The term neurotransmitter co-release describes the process by which two (or more) neurotransmitters are released by a single neuron in response to an action potential. This description emphasizes the mechanism involved, and is restricted to the release of neurotransmitters by vesicular exocytosis⁴. Co-release results from packaging multiple transmitters into individual synaptic vesicles or from the coincident membrane fusion of different vesicles filled with distinct neurotransmitters (FIG. 1a–d). Because small molecule transmitters and neuropeptides are often distributed to separate vesicular compartments (clear synaptic vesicles and large dense core vesicles) and differentially mobilized by intracellular Ca²⁺ (see REF. ²), the term co-release typically applies to exocytosis of two classical neurotransmitters.

Figure 1. Distinct cellular and molecular mechanisms of co-transmission.

Although it is often difficult to identify co-transmission experimentally using electrophysiological and anatomical approaches, there are several possible mechanisms by which co-transmission of two neurotransmitters might occur, each offering distinct functionality and plasticity. a|The transmitters may be loaded into individual synaptic vesicles using a common vesicular transporter. The abundance of the transmitters in the cytosol and transporter affinity for those transmitters will determine the relative content of synaptic vesicles. Such co-packaging ensures that both transmitters are released at the same time and location, and are subject to similar presynaptic short-term plasticity. b|The transmitters may be packaged into individual vesicles using distinct vesicular transporters. The relative abundance of each co-transmitter in vesicles varies with cytosolic transmitter availability and with the expression levels of the vesicular transporters. Unless all vesicles express both transporters, this type of co-packaging likely occurs together with the co-packaging described in part c. c| The transmitters may be packaged into separate vesicles that are found within individual presynaptic boutons. Although both transmitters would be exocytosed from the same presynaptic bouton, their release could be modulated independently over short and long time scales, depending on transmitter abundances, synaptic vesicle release probability and the rate of synaptic vesicle recycling and loading for each transmitter. d|The transmitters may be packaged into separate vesicles that distribute to distinct presynaptic release sites. Physical separation would allow the presynaptic release of both transmitters to be modulated separately, and the targeting of each transmitter to different postsynaptic compartments. For example, glutamate release may target dendritic spines while GABA is exocytosed onto dendritic shafts. e|An example of transmitter co-release that does not result in synaptic co-transmission is depicted, in which postsynaptic membranes (cell A and cell B) express receptors for only one of the two transmitters.
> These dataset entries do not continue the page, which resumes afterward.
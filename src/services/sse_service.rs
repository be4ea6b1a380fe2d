use std::{convert::Infallible, fmt, time::Duration};

use axum::response::sse::{Event, KeepAlive, Sse};
use futures::{Stream, StreamExt};
use serde::Serialize;
use tokio::sync::{mpsc, watch};
use tokio_stream::wrappers::ReceiverStream;
use tracing::{info, warn};

use crate::{
    dto::{
        chat::to_message_list,
        fixture::SyncStateEvent,
        presence::{JoinRequest, PresenceCount},
        sse::{Handshake, ServerEvent, SystemStatus},
    },
    error::ServiceError,
    services::{
        access_service,
        chat_service::{RoomMessages, RoomSubscription},
        presence_service::PresenceGuard,
        sync_service::{FixtureWatch, parse_fixture_id},
    },
    state::SharedState,
};

/// Identifies the target SSE stream for connection logging.
#[derive(Clone, Debug)]
pub enum StreamKind {
    Fixture(u64),
    Room(String),
}

impl fmt::Display for StreamKind {
    fn fmt(&self, f: &mut fmt::Formatter<'_>) -> fmt::Result {
        match self {
            StreamKind::Fixture(id) => write!(f, "fixture:{id}"),
            StreamKind::Room(room_id) => write!(f, "room:{room_id}"),
        }
    }
}

/// Sync state stream of a fixture. Registers a watcher, so polling runs until
/// the last stream of that fixture disconnects.
pub fn fixture_stream(
    state: &SharedState,
    fixture_id: &str,
) -> Result<Sse<impl Stream<Item = Result<Event, Infallible>> + use<>>, ServiceError> {
    let fixture_id = parse_fixture_id(fixture_id)?;
    let watch = state.synchronizer().watch(fixture_id);
    let handshake = handshake("fixture", fixture_id.to_string(), state.is_degraded());
    info!(fixture_id, "new fixture SSE connection");
    Ok(to_sse_stream(
        handshake.chain(fixture_events(watch)),
        StreamKind::Fixture(fixture_id),
    ))
}

/// Message and presence stream of an open room. A `viewer` is counted as
/// present until the stream disconnects.
pub async fn room_stream(
    state: &SharedState,
    fixture_id: &str,
    viewer: Option<JoinRequest>,
) -> Result<Sse<impl Stream<Item = Result<Event, Infallible>> + use<>>, ServiceError> {
    let access = access_service::require_open(state, fixture_id).await?;
    let subscription = state.chat().subscribe(&access.room_id).await?;
    let viewer = match viewer {
        Some(viewer) => Some(
            state
                .presence()
                .attach(&access.room_id, &viewer.client_id, &viewer.name)
                .await?,
        ),
        None => None,
    };
    // Publishes a fresh count before the stream reads it.
    state.presence().active_count(&access.room_id).await?;
    let presence = state.presence().subscribe_count(&access.room_id);
    let degraded = state.degraded_watcher();

    let handshake = handshake("room", access.room_id.clone(), state.is_degraded());
    info!(room_id = %access.room_id, "new room SSE connection");
    Ok(to_sse_stream(
        handshake.chain(room_events(
            subscription,
            presence,
            degraded,
            access.room_id.clone(),
            viewer,
        )),
        StreamKind::Room(access.room_id),
    ))
}

fn handshake(
    stream: &str,
    target: String,
    degraded: bool,
) -> impl Stream<Item = ServerEvent> + use<> {
    let event = encode(
        "handshake",
        &Handshake {
            stream: stream.to_string(),
            target,
            degraded,
        },
    );
    futures::stream::iter(event)
}

fn encode<T: Serialize>(name: &str, payload: &T) -> Option<ServerEvent> {
    match ServerEvent::json(Some(name.to_string()), payload) {
        Ok(event) => Some(event),
        Err(err) => {
            warn!(event = name, error = %err, "failed to encode SSE payload");
            None
        }
    }
}

fn fixture_events(watch: FixtureWatch) -> impl Stream<Item = ServerEvent> {
    async_stream::stream! {
        let FixtureWatch { receiver, guard } = watch;
        // Declared first so it drops last, after the receiver is gone.
        let _guard = guard;
        let mut receiver = receiver;
        loop {
            let event = encode("sync", &SyncStateEvent::from(&*receiver.borrow_and_update()));
            if let Some(event) = event {
                yield event;
            }
            if receiver.changed().await.is_err() {
                break;
            }
        }
    }
}

enum RoomUpdate {
    Messages(RoomMessages),
    Presence(usize),
    Degraded(bool),
}

fn room_events(
    mut subscription: RoomSubscription,
    mut presence: watch::Receiver<usize>,
    mut degraded: watch::Receiver<bool>,
    room_id: String,
    viewer: Option<PresenceGuard>,
) -> impl Stream<Item = ServerEvent> {
    let presence_event = move |active: usize, room_id: &str| {
        encode(
            "presence",
            &PresenceCount {
                room_id: room_id.to_string(),
                active,
            },
        )
    };

    async_stream::stream! {
        let _viewer = viewer;
        if let Some(event) = encode("messages", &to_message_list(&subscription.current())) {
            yield event;
        }
        let active = *presence.borrow_and_update();
        if let Some(event) = presence_event(active, &room_id) {
            yield event;
        }

        loop {
            let update = tokio::select! {
                messages = subscription.changed() => messages.map(RoomUpdate::Messages),
                changed = presence.changed() => match changed {
                    Ok(()) => Some(RoomUpdate::Presence(*presence.borrow_and_update())),
                    Err(_) => None,
                },
                changed = degraded.changed() => match changed {
                    Ok(()) => Some(RoomUpdate::Degraded(*degraded.borrow_and_update())),
                    Err(_) => None,
                },
            };
            let event = match update {
                Some(RoomUpdate::Messages(messages)) => encode("messages", &to_message_list(&messages)),
                Some(RoomUpdate::Presence(active)) => presence_event(active, &room_id),
                Some(RoomUpdate::Degraded(degraded)) => encode("system_status", &SystemStatus { degraded }),
                None => break,
            };
            if let Some(event) = event {
                yield event;
            }
        }
    }
}

/// Forward `events` into an SSE response, dropping the source (and whatever
/// subscriptions it owns) once the client disconnects.
pub fn to_sse_stream<S>(events: S, kind: StreamKind) -> Sse<impl Stream<Item = Result<Event, Infallible>>>
where
    S: Stream<Item = ServerEvent> + Send + 'static,
{
    // small bounded channel between forwarder and response
    let (tx, rx) = mpsc::channel::<Result<Event, Infallible>>(8);

    tokio::spawn(async move {
        let mut events = Box::pin(events);
        loop {
            tokio::select! {
                _ = tx.closed() => break,
                next = events.next() => {
                    let Some(payload) = next else {
                        break;
                    };
                    let mut event = Event::default().data(payload.data);
                    if let Some(name) = payload.event {
                        event = event.event(name);
                    }
                    if tx.send(Ok(event)).await.is_err() {
                        break;
                    }
                }
            }
        }
        info!(stream = %kind, "SSE stream disconnected");
    });

    // response stream reads from mpsc; when client disconnects axum drops this stream
    let stream = ReceiverStream::new(rx);
    Sse::new(stream).keep_alive(
        KeepAlive::new()
            .interval(Duration::from_secs(15))
            .text("keep-alive"),
    )
}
This mechanism enables presynaptic neurons to broadcast a signal that is differentially interpreted by distinct neuronal elements.

The term co-transmission also refers to synaptic release of multiple substances from a single cell, but it does not specify mechanism and therefore also extends to gaseous transmitters. It does, however, emphasize function, as it implies that both transmitters contribute to synaptic transmission, either by evoking postsynaptic electrical responses, or by modulating the excitability of pre- and postsynaptic membranes¹. Hence, co-release might not result in co-transmission if the target cell does not express receptors for both transmitters (FIG. 1e). We note that the relative ease with which fast synaptic currents can be detected experimentally, compared with the detection of slow modulatory influences, has biased the study of co-transmission to classical neurotransmitters acting on ionotropic receptors.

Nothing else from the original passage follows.